Data items
mod commands;
mod factory;

use std::path::PathBuf;

use anyhow::Result;
use clap::{Parser, Subcommand, ValueEnum};
use tracing::warn;
use tracing_subscriber::prelude::*;
use tracing_subscriber::{reload, EnvFilter, Registry};

use pollen_common::error::PollenError;
use pollen_utils::output::OutputFormat;

use crate::factory::Context;

#[derive(Parser)]
#[command(
    name = "pollen",
    about = "Pollen & spore counts from the command line.\nTalks to the pollen backend; every command can output JSON for scripts.",
    version,
    propagate_version = true
)]
struct Cli {
    #[arg(long, short = 'o', global = true, default_value = "table")]
    output: CliOutputFormat,

    /// Backend base URL (overrides POLLEN_API_URL and the config file).
    #[arg(long, global = true)]
    url: Option<String>,

    #[command(subcommand)]
    command: Commands,
}

#[derive(Debug, Clone, Copy, ValueEnum)]
enum CliOutputFormat { Table, Json, JsonPretty }

impl From<CliOutputFormat> for OutputFormat {
    fn from(f: CliOutputFormat) -> OutputFormat {
        match f {
            CliOutputFormat::Table => OutputFormat::Table,
            CliOutputFormat::Json => OutputFormat::Json,
            CliOutputFormat::JsonPretty => OutputFormat::JsonPretty,
        }
    }
}

// ═══════════════════════════════════════════════════════════════════════
//  TOP-LEVEL
// ═══════════════════════════════════════════════════════════════════════

#[derive(Subcommand)]
enum Commands {
    // ── DATA ────────────────────────────────────────────────────

    /// List every genus the backend knows.
    Genera,

    /// Last year of counts for one or more genera.
    Recent {
        #[arg(required = true)]
        genera: Vec<String>,
    },

    /// Last few days for every genus, unprocessed.
    RecentRaw,

    /// Counts for a genus between two dates (YYYY-MM-DD).
    Between { genus: String, from: String, to: String },

    /// Historical heatmap for a genus, missing cells restored.
    Heatmap { genus: String },

    /// Download the rendered line plot for a genus.
    Lineplot {
        genus: String,
        /// Output file (default: ~/.pollen/plots/<genus>.png).
        #[arg(long)]
        out: Option<PathBuf>,
    },

    /// UI languages the front-end ships.
    Languages,

    // ── AUTH ────────────────────────────────────────────────────

    /// Log in and store the session token in the OS keyring.
    Login { username: String },

    /// Forget the stored session token.
    Logout,

    /// Send an authorized upload request for a .csv file.
    Upload { file: PathBuf },

    // ── FRONT-END ───────────────────────────────────────────────

    /// Print the front-end route table.
    Routes {
        /// spa, ssr, pwa or electron (default: MODE or config).
        #[arg(long)]
        mode: Option<String>,
    },

    /// Show or change configuration.
    Configure {
        #[command(subcommand)]
        action: ConfigureAction,
    },
}

#[derive(Subcommand)]
enum ConfigureAction {
    /// Show the effective configuration.
    Show,
    /// Set the backend base URL.
    Url { url: String },
    /// Toggle verbose logging.
    Verbose { enabled: bool },
    /// Set the default render mode.
    Mode { mode: String },
    /// Set a per-request timeout in seconds (0 = none).
    Timeout { secs: u64 },
}

// ═══════════════════════════════════════════════════════════════════════
//  ENTRYPOINT
// ═══════════════════════════════════════════════════════════════════════

#[tokio::main]
async fn main() {
    let cli = Cli::parse();
    let fmt: OutputFormat = cli.output.into();

    if let Err(err) = run(cli, fmt).await {
        std::process::exit(report(&err, fmt));
    }
}

async fn run(cli: Cli, fmt: OutputFormat) -> Result<()> {
    let filter = init_tracing();
    pollen_core::init_workspace()?;
    let config = pollen_core::workspace::load_config()?;
    if wants_debug(config.system.verbose, std::env::var_os(EnvFilter::DEFAULT_ENV).is_some()) {
        if let Err(e) = filter.reload(EnvFilter::new("debug")) {
            warn!("could not enable verbose logging: {e}");
        }
    }

    let ctx = Context::new(config, cli.url);

    match cli.command {
        // ── DATA ────────────────────────────────────────────────
        Commands::Genera => commands::data::genera(&ctx.client()?, fmt).await,
        Commands::Recent { genera } => commands::data::recent(&ctx.client()?, &genera, fmt).await,
        Commands::RecentRaw => commands::data::recent_raw(&ctx.client()?, fmt).await,
        Commands::Between { genus, from, to } => {
            commands::data::between(&ctx.client()?, &genus, &from, &to, fmt).await
        }
        Commands::Heatmap { genus } => commands::data::heatmap(&ctx.client()?, &genus, fmt).await,
        Commands::Lineplot { genus, out } => {
            commands::data::lineplot(&ctx.client()?, &genus, out, fmt).await
        }
        Commands::Languages => commands::data::languages(&ctx.client()?, fmt),

        // ── AUTH ────────────────────────────────────────────────
        Commands::Login { username } => commands::auth::login(&ctx, &username, fmt).await,
        Commands::Logout => commands::auth::logout(&ctx, fmt),
        Commands::Upload { file } => commands::auth::upload(&ctx, &file, fmt).await,

        // ── FRONT-END ───────────────────────────────────────────
        Commands::Routes { mode } => commands::routes::run(ctx.mode(mode.as_deref())?, fmt),

        Commands::Configure { action } => match action {
            ConfigureAction::Show => commands::configure::show(&ctx, fmt),
            ConfigureAction::Url { url } => commands::configure::set_url(&url),
            ConfigureAction::Verbose { enabled } => commands::configure::set_verbose(enabled),
            ConfigureAction::Mode { mode } => commands::configure::set_mode(&mode),
            ConfigureAction::Timeout { secs } => commands::configure::set_timeout(secs),
        },
    }
}

/// Install the subscriber before anything logs. The filter starts from
/// RUST_LOG and can be swapped once the config is known. Logs go to
/// stderr so JSON on stdout stays clean.
fn init_tracing() -> reload::Handle<EnvFilter, Registry> {
    let (filter, handle) = reload::Layer::new(EnvFilter::from_default_env());
    tracing_subscriber::registry()
        .with(filter)
        .with(tracing_subscriber::fmt::layer().with_target(false).with_writer(std::io::stderr))
        .init();
    handle
}

/// `verbose` only applies when RUST_LOG is unset.
fn wants_debug(verbose: bool, rust_log_set: bool) -> bool {
    verbose && !rust_log_set
}

/// Print `err` in the requested format and return the exit code.
fn report(err: &anyhow::Error, fmt: OutputFormat) -> i32 {
    let fallback;
    let error = match err.downcast_ref::<PollenError>() {
        Some(e) => e,
        None => {
            fallback = PollenError::Other(format!("{err:#}"));
            &fallback
        }
    };

    match fmt {
        OutputFormat::Table => {
            eprintln!("Error: {error}");
            for hint in error.detail().hints {
                eprintln!("  hint: {hint}");
            }
        }
        OutputFormat::Json => println!("{}", error.to_json()),
        OutputFormat::JsonPretty => {
            let json = error.to_json();
            println!("{}", serde_json::to_string_pretty(&json).unwrap_or_else(|_| json.to_string()));
        }
    }

    error.exit_code()
}

#[cfg(test)]
mod tests {
    use super::*;
    use crate::commands::helpers::parse_date;
    use crate::factory::parse_mode;

    #[test]
    fn test_bad_date_exits_with_user_error() {
        let err = anyhow::Error::from(parse_date("2023-02-30").unwrap_err());
        assert_eq!(report(&err, OutputFormat::Json), 1);
    }

    #[test]
    fn test_bad_mode_exits_with_user_error() {
        let err = anyhow::Error::from(parse_mode("desktop").unwrap_err());
        assert_eq!(report(&err, OutputFormat::Table), 1);
    }

    #[test]
    fn test_untyped_error_is_system_error() {
        let err = anyhow::anyhow!("something else");
        assert_eq!(report(&err, OutputFormat::JsonPretty), 3);
    }

    #[test]
    fn test_wants_debug() {
        assert!(wants_debug(true, false));
        assert!(!wants_debug(true, true));
        assert!(!wants_debug(false, false));
    }
}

▶ _INSTRUCTIONS TO FOLLOW_: Each line in the records that carries "stderr" must be copied out.

▶ _WRITTEN SOLUTION_:
/// stderr so JSON on stdout stays clean.
        .with(tracing_subscriber::fmt::layer().with_target(false).with_writer(std::io::stderr))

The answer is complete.